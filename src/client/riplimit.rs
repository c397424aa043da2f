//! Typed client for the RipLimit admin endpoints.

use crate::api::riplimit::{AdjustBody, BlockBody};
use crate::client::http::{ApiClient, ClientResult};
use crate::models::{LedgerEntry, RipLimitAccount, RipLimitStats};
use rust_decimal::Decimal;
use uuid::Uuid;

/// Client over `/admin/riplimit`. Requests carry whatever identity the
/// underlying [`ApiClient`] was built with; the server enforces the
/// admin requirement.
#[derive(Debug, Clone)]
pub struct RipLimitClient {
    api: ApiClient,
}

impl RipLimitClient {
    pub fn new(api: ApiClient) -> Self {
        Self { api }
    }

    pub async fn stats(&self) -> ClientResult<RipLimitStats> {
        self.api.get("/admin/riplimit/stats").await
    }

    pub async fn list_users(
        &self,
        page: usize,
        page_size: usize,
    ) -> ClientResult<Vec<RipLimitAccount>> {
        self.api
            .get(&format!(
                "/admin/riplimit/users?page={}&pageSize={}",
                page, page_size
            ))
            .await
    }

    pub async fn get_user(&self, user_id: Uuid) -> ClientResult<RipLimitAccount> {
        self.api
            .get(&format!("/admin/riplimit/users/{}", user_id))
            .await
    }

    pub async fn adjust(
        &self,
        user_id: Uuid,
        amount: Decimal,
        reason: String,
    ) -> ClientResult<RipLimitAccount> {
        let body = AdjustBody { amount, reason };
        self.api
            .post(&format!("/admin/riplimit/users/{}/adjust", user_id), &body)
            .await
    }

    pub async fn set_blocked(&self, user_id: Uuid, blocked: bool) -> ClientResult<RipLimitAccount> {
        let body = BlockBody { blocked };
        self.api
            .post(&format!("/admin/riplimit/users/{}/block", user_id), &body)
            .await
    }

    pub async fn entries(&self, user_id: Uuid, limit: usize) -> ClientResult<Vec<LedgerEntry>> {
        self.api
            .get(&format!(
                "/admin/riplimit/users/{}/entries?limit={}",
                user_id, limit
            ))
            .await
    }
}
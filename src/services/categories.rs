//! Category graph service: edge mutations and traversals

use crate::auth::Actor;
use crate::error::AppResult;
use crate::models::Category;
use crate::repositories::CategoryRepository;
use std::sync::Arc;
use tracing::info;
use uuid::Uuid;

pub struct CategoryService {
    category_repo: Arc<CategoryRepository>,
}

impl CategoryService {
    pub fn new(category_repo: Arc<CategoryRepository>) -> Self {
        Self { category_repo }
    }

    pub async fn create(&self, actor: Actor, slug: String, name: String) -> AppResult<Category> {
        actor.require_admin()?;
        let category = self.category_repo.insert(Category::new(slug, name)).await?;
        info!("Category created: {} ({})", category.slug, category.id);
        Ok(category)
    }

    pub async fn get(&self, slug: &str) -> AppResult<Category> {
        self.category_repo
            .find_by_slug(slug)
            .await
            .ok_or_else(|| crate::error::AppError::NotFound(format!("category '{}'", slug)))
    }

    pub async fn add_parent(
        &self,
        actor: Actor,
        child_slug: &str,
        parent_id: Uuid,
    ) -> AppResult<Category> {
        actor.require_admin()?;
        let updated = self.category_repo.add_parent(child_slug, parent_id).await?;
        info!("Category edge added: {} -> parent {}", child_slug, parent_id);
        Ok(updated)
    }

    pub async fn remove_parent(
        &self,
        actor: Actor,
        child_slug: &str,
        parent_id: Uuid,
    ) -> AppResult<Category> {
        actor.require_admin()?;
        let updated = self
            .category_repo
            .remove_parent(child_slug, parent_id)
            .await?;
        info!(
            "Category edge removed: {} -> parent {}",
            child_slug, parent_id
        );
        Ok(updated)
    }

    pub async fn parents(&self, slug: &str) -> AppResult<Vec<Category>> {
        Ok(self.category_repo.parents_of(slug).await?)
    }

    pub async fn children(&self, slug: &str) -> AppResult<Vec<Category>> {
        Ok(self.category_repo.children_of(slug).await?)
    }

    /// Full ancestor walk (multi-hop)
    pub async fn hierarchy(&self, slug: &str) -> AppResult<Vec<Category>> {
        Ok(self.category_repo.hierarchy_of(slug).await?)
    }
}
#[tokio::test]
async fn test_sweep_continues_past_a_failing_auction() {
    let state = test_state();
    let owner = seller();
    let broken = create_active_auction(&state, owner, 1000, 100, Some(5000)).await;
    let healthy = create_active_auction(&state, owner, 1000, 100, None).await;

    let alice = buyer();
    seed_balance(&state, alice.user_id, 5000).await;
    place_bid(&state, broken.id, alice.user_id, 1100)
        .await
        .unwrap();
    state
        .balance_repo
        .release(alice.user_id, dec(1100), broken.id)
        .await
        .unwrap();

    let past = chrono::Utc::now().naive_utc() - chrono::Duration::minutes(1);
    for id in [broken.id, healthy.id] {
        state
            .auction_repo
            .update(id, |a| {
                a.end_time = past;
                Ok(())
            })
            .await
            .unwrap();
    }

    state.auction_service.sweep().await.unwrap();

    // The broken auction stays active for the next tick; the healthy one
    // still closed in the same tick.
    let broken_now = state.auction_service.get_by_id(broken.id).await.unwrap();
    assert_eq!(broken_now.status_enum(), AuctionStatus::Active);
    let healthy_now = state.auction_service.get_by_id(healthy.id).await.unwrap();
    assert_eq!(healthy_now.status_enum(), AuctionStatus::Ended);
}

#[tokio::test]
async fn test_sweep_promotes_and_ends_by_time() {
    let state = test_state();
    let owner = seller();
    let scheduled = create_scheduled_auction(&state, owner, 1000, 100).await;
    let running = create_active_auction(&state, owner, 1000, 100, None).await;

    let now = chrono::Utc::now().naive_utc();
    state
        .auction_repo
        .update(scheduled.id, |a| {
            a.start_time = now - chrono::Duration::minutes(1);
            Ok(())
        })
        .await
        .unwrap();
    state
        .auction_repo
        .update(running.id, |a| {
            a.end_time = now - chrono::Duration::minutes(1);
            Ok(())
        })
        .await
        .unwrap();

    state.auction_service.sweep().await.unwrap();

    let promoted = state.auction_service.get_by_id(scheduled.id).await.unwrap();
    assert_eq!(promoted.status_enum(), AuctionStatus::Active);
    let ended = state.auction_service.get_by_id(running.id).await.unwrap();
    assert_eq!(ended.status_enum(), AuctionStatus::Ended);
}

__ABOUT THIS TASK__
Begin with the line that has "use rust_decimal::Decimal;" in the listing above and end after the line that has "pub async fn entries(&self, user_id: Uuid, limit: usize)"; output those lines exactly.

__FINISHED TASK__
use rust_decimal::Decimal;
use uuid::Uuid;

/// Client over `/admin/riplimit`. Requests carry whatever identity the
/// underlying [`ApiClient`] was built with; the server enforces the
/// admin requirement.
#[derive(Debug, Clone)]
pub struct RipLimitClient {
    api: ApiClient,
}

impl RipLimitClient {
    pub fn new(api: ApiClient) -> Self {
        Self { api }
    }

    pub async fn stats(&self) -> ClientResult<RipLimitStats> {
        self.api.get("/admin/riplimit/stats").await
    }

    pub async fn list_users(
        &self,
        page: usize,
        page_size: usize,
    ) -> ClientResult<Vec<RipLimitAccount>> {
        self.api
            .get(&format!(
                "/admin/riplimit/users?page={}&pageSize={}",
                page, page_size
            ))
            .await
    }

    pub async fn get_user(&self, user_id: Uuid) -> ClientResult<RipLimitAccount> {
        self.api
            .get(&format!("/admin/riplimit/users/{}", user_id))
            .await
    }

    pub async fn adjust(
        &self,
        user_id: Uuid,
        amount: Decimal,
        reason: String,
    ) -> ClientResult<RipLimitAccount> {
        let body = AdjustBody { amount, reason };
        self.api
            .post(&format!("/admin/riplimit/users/{}/adjust", user_id), &body)
            .await
    }

    pub async fn set_blocked(&self, user_id: Uuid, blocked: bool) -> ClientResult<RipLimitAccount> {
        let body = BlockBody { blocked };
        self.api
            .post(&format!("/admin/riplimit/users/{}/block", user_id), &body)
            .await
    }

    pub async fn entries(&self, user_id: Uuid, limit: usize) -> ClientResult<Vec<LedgerEntry>> {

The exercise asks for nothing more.